Artikel 8.17. (raming inbrengwaarde van gronden)

  • 2 Tot de inbrengwaarde worden gerekend:

    • a. de waarde van de grond en de te slopen opstallen in de toestand voorafgaand aan het vaststellen van het omgevingsplan of het projectbesluit of het verlenen van de omgevingsvergunning voor een buitenplanse omgevingsplanactiviteit; en

    • b. de in bijlage IV, onder B2, B3 en B4, genoemde kosten, inclusief de kosten die voorafgaand aan het vaststellen van het omgevingsplan of het projectbesluit of het verlenen van de omgevingsvergunning voor een buitenplanse omgevingsplanactiviteit zijn gemaakt en die direct verband houden met de te verrichten bouwactiviteiten.

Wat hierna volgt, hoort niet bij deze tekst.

//! Integration tests for the ConversationEngine.
//!
//! A recording presenter captures everything the engine shows, and fake
//! generators stand in for the remote endpoint, so the full submit → reply
//! → extract pipeline runs without network access.

use async_trait::async_trait;
use serene_core::config::PacingConfig;
use serene_core::{keys, Activity, MoodEntry, Photo, Presenter, Role, Sentiment, Storage};
use serene_memory::InMemoryStore;
use serene_reasoning::llm::{GenerationError, TextGenerator};
use serene_reasoning::prompts::{
    encouragement, CLOSING_ACK, FALLBACK_APOLOGY, OPENING, PHOTO_FAREWELL, PHOTO_REQUEST, PHOTO_THANKS,
};
use serene_reasoning::strategy::{RemoteResponder, ScriptedResponder, StagedResponder};
use serene_reasoning::{ConversationEngine, Dashboard, Responder, Stage, SubmitOutcome};
use std::sync::atomic::{AtomicUsize, Ordering};
use std::sync::{Arc, Mutex};
use tokio::sync::Notify;

// ============================================================================
// Recording presenter
// ============================================================================

#[derive(Debug, Clone, PartialEq)]
enum Shown {
    User(String),
    Assistant(String),
    Typing(bool),
    Moods(usize),
    Activities(Vec<String>),
    Album(usize),
    Toast(String),
    RevealUpload,
}

#[derive(Default)]
struct RecordingPresenter {
    events: Mutex<Vec<Shown>>,
}

impl RecordingPresenter {
    fn push(&self, event: Shown) {
        self.events.lock().unwrap().push(event);
    }

    fn events(&self) -> Vec<Shown> {
        self.events.lock().unwrap().clone()
    }

    fn assistant_lines(&self) -> Vec<String> {
        self.events()
            .into_iter()
            .filter_map(|e| match e {
                Shown::Assistant(t) => Some(t),
                _ => None,
            })
            .collect()
    }

    fn clear(&self) {
        self.events.lock().unwrap().clear();
    }
}

impl Presenter for RecordingPresenter {
    fn append_message(&self, role: Role, text: &str) {
        match role {
            Role::User => self.push(Shown::User(text.to_string())),
            Role::Assistant => self.push(Shown::Assistant(text.to_string())),
        }
    }
    fn set_typing(&self, visible: bool) {
        self.push(Shown::Typing(visible));
    }
    fn render_moods(&self, moods: &[MoodEntry]) {
        self.push(Shown::Moods(moods.len()));
    }
    fn render_activities(&self, activities: &[Activity]) {
        self.push(Shown::Activities(
            activities.iter().map(|a| a.name.clone()).collect(),
        ));
    }
    fn render_album(&self, photos: &[Photo]) {
        self.push(Shown::Album(photos.len()));
    }
    fn notify(&self, message: &str) {
        self.push(Shown::Toast(message.to_string()));
    }
    fn reveal_photo_upload(&self) {
        self.push(Shown::RevealUpload);
    }
}

// ============================================================================
// Fake generators
// ============================================================================

/// Returns queued results in order, then empty-text errors.
struct QueueGenerator {
    replies: tokio::sync::Mutex<Vec<Result<String, GenerationError>>>,
    prompts: tokio::sync::Mutex<Vec<String>>,
    calls: AtomicUsize,
}

impl QueueGenerator {
    fn new(replies: Vec<Result<String, GenerationError>>) -> Self {
        Self {
            replies: tokio::sync::Mutex::new(replies),
            prompts: tokio::sync::Mutex::new(Vec::new()),
            calls: AtomicUsize::new(0),
        }
    }
}

#[async_trait]
impl TextGenerator for QueueGenerator {
    async fn generate(&self, prompt: &str) -> Result<String, GenerationError> {
        self.calls.fetch_add(1, Ordering::SeqCst);
        self.prompts.lock().await.push(prompt.to_string());
        let mut queue = self.replies.lock().await;
        if queue.is_empty() {
            Err(GenerationError::Format("queue exhausted".to_string()))
        } else {
            queue.remove(0)
        }
    }
}

/// Blocks until released, so a second submission can race the first.
struct GatedGenerator {
    entered: Notify,
    release: Notify,
}

#[async_trait]
impl TextGenerator for GatedGenerator {
    async fn generate(&self, _prompt: &str) -> Result<String, GenerationError> {
        self.entered.notify_one();
        self.release.notified().await;
        Ok("Thanks for waiting.".to_string())
    }
}

// ============================================================================
// Helpers
// ============================================================================

struct Harness {
    engine: ConversationEngine,
    presenter: Arc<RecordingPresenter>,
    storage: Arc<InMemoryStore>,
}

fn harness(responder: Box<dyn Responder>) -> Harness {
    harness_with(responder, PacingConfig::instant(), InMemoryStore::new())
}

fn harness_with(responder: Box<dyn Responder>, pacing: PacingConfig, store: InMemoryStore) -> Harness {
    let presenter = Arc::new(RecordingPresenter::default());
    let storage = Arc::new(store);
    let dashboard = Arc::new(Dashboard::new(storage.clone(), presenter.clone()));
    Harness {
        engine: ConversationEngine::new(responder, dashboard, pacing),
        presenter,
        storage,
    }
}

async fn stored_activities(storage: &InMemoryStore) -> Vec<Activity> {
    match storage.get(keys::ACTIVITIES).await.unwrap() {
        Some(raw) => serde_json::from_str(&raw).unwrap(),
        None => Vec::new(),
    }
}

fn ok(text: &str) -> Result<String, GenerationError> {
    Ok(text.to_string())
}

// ============================================================================
// Staged questionnaire
// ============================================================================

#[tokio::test]
async fn test_staged_full_check_in() {
    let h = harness(Box::new(StagedResponder));
    assert_eq!(h.engine.start().await, SubmitOutcome::Replied);
    assert_eq!(h.presenter.assistant_lines().len(), 1);

    let answers = [
        "I'm tired and stressed",
        "feeling anxious",
        "not much sleep",
        "mostly desk work",
        "nothing lately",
        "I miss my friends",
    ];
    let mut stages = vec![h.engine.session().await.stage()];
    for answer in answers {
        assert_eq!(h.engine.submit_user_message(answer).await, SubmitOutcome::Replied);
        stages.push(h.engine.session().await.stage());
    }
    assert_eq!(
        stages,
        vec![
            Stage::Greeting,
            Stage::Feelings,
            Stage::Sleep,
            Stage::Habits,
            Stage::Activities,
            Stage::Social,
            Stage::Complete,
        ]
    );

    let session = h.engine.session().await;
    assert!(session.is_complete());
    assert_eq!(session.responses().len(), 6);

    // The final turn ends encouragement, photo request, reveal, with no
    // activity panel redraw in between.
    let events = h.presenter.events();
    let tail = &events[events.len() - 3..];
    assert_eq!(
        tail,
        &[
            Shown::Assistant(encouragement(Sentiment::Negative).to_string()),
            Shown::Assistant(PHOTO_REQUEST.to_string()),
            Shown::RevealUpload,
        ]
    );
    assert!(!events.iter().any(|e| matches!(e, Shown::Activities(_))));

    // The questionnaire never writes to the activity list, even though the
    // encouragement mentions breathing.
    assert!(h.storage.get(keys::ACTIVITIES).await.unwrap().is_none());
}

#[tokio::test]
async fn test_staged_check_in_leaves_seeded_activities_alone() {
    let h = harness(Box::new(StagedResponder));
    h.engine.start().await;
    let dashboard_seeded = {
        let presenter: Arc<dyn Presenter> = h.presenter.clone();
        let dashboard = Dashboard::new(h.storage.clone(), presenter);
        dashboard.init().await.unwrap();
        dashboard.activities().await
    };
    assert_eq!(dashboard_seeded.len(), 3);

    for answer in ["great", "happy", "good", "calm", "relaxed", "grateful"] {
        h.engine.submit_user_message(answer).await;
    }
    assert!(h.engine.session().await.is_complete());
    assert_eq!(stored_activities(&h.storage).await, dashboard_seeded);
}

#[tokio::test]
async fn test_staged_blank_input_is_ignored() {
    let h = harness(Box::new(StagedResponder));
    h.engine.start().await;
    h.presenter.clear();

    let before = h.engine.session().await;
    for blank in ["", "   ", "\n\t"] {
        assert_eq!(h.engine.submit_user_message(blank).await, SubmitOutcome::Ignored);
    }
    assert_eq!(h.engine.session().await, before);
    assert!(h.presenter.events().is_empty());
}

#[tokio::test]
async fn test_staged_after_completion_acknowledges() {
    let h = harness(Box::new(StagedResponder));
    h.engine.start().await;
    for answer in ["a", "b", "c", "d", "e", "f"] {
        h.engine.submit_user_message(answer).await;
    }
    h.presenter.clear();

    for _ in 0..2 {
        assert_eq!(h.engine.submit_user_message("hello again").await, SubmitOutcome::Replied);
    }
    assert_eq!(h.presenter.assistant_lines(), vec![CLOSING_ACK, CLOSING_ACK]);
    assert_eq!(h.engine.session().await.stage(), Stage::Complete);
}

#[tokio::test]
async fn test_restart_resets_session() {
    let h = harness(Box::new(StagedResponder));
    h.engine.start().await;
    h.engine.submit_user_message("good").await;
    assert_eq!(h.engine.session().await.stage(), Stage::Feelings);

    h.engine.start().await;
    let session = h.engine.session().await;
    assert_eq!(session.stage(), Stage::Greeting);
    assert!(session.responses().is_empty());
}

#[tokio::test(start_paused = true)]
async fn test_typing_indicator_wraps_delayed_lines() {
    let pacing = PacingConfig {
        typing_delay_ms: 1500,
        analysis_delay_ms: 2000,
        photo_delay_ms: 2000,
    };
    let h = harness_with(Box::new(StagedResponder), pacing, InMemoryStore::new());
    h.engine.start().await;
    h.presenter.clear();

    let started = tokio::time::Instant::now();
    h.engine.submit_user_message("okay").await;
    assert!(started.elapsed() >= std::time::Duration::from_millis(1500));

    let events = h.presenter.events();
    assert_eq!(events[0], Shown::User("okay".to_string()));
    assert_eq!(events[1], Shown::Typing(true));
    assert_eq!(events[2], Shown::Typing(false));
    assert!(matches!(events[3], Shown::Assistant(_)));
}

// ============================================================================
// Scripted table
// ============================================================================

#[tokio::test]
async fn test_scripted_reply_and_extraction() {
    let h = harness(Box::new(ScriptedResponder::new()));
    h.engine.start().await;
    assert_eq!(h.presenter.assistant_lines(), vec![OPENING]);

    h.engine.submit_user_message("I feel anxious all the time").await;
    let lines = h.presenter.assistant_lines();
    assert!(lines[1].starts_with("Anxiety can be overwhelming"));

    // "Try a 10-minute mindful walk" adds the walk activity.
    let activities = stored_activities(&h.storage).await;
    assert_eq!(activities.len(), 1);
    assert_eq!(activities[0].name, "Take a mindful walk");
    assert!(h
        .presenter
        .events()
        .contains(&Shown::Activities(vec!["Take a mindful walk".to_string()])));
}

#[tokio::test]
async fn test_scripted_sequential_fallback_wraps() {
    let h = harness(Box::new(ScriptedResponder::new()));
    for _ in 0..11 {
        h.engine.submit_user_message("zzz").await;
    }
    let lines = h.presenter.assistant_lines();
    assert_eq!(lines.len(), 11);
    assert_eq!(lines[0], lines[10]);
    assert_ne!(lines[0], lines[1]);
    assert_eq!(h.engine.session().await.cursor(), 11);
}

// ============================================================================
// Remote generation
// ============================================================================

#[tokio::test]
async fn test_remote_success_extracts_suggestions() {
    let generator = Arc::new(QueueGenerator::new(vec![ok(
        "Try a 5-minute breathing exercise and consider a journal entry",
    )]));
    let h = harness(Box::new(RemoteResponder::new(generator.clone())));

    assert_eq!(
        h.engine.submit_user_message("Rough day at work").await,
        SubmitOutcome::Replied
    );

    let events = h.presenter.events();
    assert_eq!(events[0], Shown::User("Rough day at work".to_string()));
    assert_eq!(events[1], Shown::Typing(true));
    assert_eq!(events[2], Shown::Typing(false));

    let prompts = generator.prompts.lock().await;
    assert_eq!(prompts.len(), 1);
    assert!(prompts[0].contains("Rough day at work"));
    assert!(prompts[0].contains("Weekly mood average: 0.0"));

    let names: Vec<String> = stored_activities(&h.storage)
        .await
        .into_iter()
        .map(|a| a.name)
        .collect();
    assert_eq!(names, vec!["Deep breathing exercise", "Write in journal"]);
}

#[tokio::test]
async fn test_remote_failures_fall_back_to_apology() {
    let generator = Arc::new(QueueGenerator::new(vec![
        Err(GenerationError::Status {
            status: 500,
            body: "boom".to_string(),
        }),
        Err(GenerationError::Format("no candidate text".to_string())),
    ]));
    let h = harness(Box::new(RemoteResponder::new(generator.clone())));
    let before = h.engine.session().await;

    for msg in ["hello?", "anyone there?"] {
        assert_eq!(h.engine.submit_user_message(msg).await, SubmitOutcome::Replied);
    }

    assert_eq!(h.presenter.assistant_lines(), vec![FALLBACK_APOLOGY, FALLBACK_APOLOGY]);
    assert_eq!(h.engine.session().await, before);
    assert!(stored_activities(&h.storage).await.is_empty());
    assert_eq!(generator.calls.load(Ordering::SeqCst), 2);
    assert!(!h.engine.is_busy());
}

#[tokio::test]
async fn test_remote_rejects_overlapping_submission() {
    let generator = Arc::new(GatedGenerator {
        entered: Notify::new(),
        release: Notify::new(),
    });
    let h = harness(Box::new(RemoteResponder::new(generator.clone())));
    let engine = Arc::new(h.engine);

    let first = tokio::spawn({
        let engine = engine.clone();
        async move { engine.submit_user_message("first").await }
    });

    generator.entered.notified().await;
    assert!(engine.is_busy());
    assert_eq!(engine.submit_user_message("second").await, SubmitOutcome::Busy);

    generator.release.notify_one();
    assert_eq!(first.await.unwrap(), SubmitOutcome::Replied);
    assert!(!engine.is_busy());

    let users: Vec<Shown> = h
        .presenter
        .events()
        .into_iter()
        .filter(|e| matches!(e, Shown::User(_)))
        .collect();
    assert_eq!(users, vec![Shown::User("first".to_string())]);
}

// ============================================================================
// Photos
// ============================================================================

#[tokio::test]
async fn test_share_photo_saves_and_reflects() {
    let h = harness(Box::new(StagedResponder));
    let outcome = h
        .engine
        .share_photo("data:image/png;base64,AAAA")
        .await
        .unwrap();
    assert_eq!(outcome, SubmitOutcome::Replied);

    let events = h.presenter.events();
    assert_eq!(events[0], Shown::Album(1));
    assert_eq!(
        events[1],
        Shown::Toast("Photo added to your therapy album! 📸".to_string())
    );

    let lines = h.presenter.assistant_lines();
    assert_eq!(lines.len(), 3);
    assert_eq!(lines[0], PHOTO_THANKS);
    assert_eq!(lines[2], PHOTO_FAREWELL);
    assert!(storage_has_album(&h.storage).await);
}

async fn storage_has_album(storage: &InMemoryStore) -> bool {
    storage.get(keys::ALBUM).await.unwrap().is_some()
}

Artikel 8.18. (raming waardevermeerdering)

  • 1 De raming van de waardevermeerdering, bedoeld in artikel 13.17 van de wet, wordt vastgesteld door de geraamde opbrengst van de locatie waar de activiteit wordt verricht te verminderen met de geraamde inbrengwaarde van die locatie.

  • 2 Op de ramingen van de opbrengst en de inbrengwaarde zijn de artikelen 8.16 en 8.17 van overeenkomstige toepassing.

Artikel 8.19. (eindafrekening op verzoek)

Een eindafrekening op verzoek als bedoeld in artikel 13.20, vierde lid, van de wet vindt plaats op basis van de op het moment van de aanvraag om de eindafrekening:

  • a. gemaakte kosten; en

  • b. geraamde nog niet-gemaakte kosten.

Afdeling 8.5. Financiële bijdragen voor ontwikkelingen van een gebied

Artikel 8.20. (activiteiten waarover financiële bijdragen kunnen worden overeengekomen)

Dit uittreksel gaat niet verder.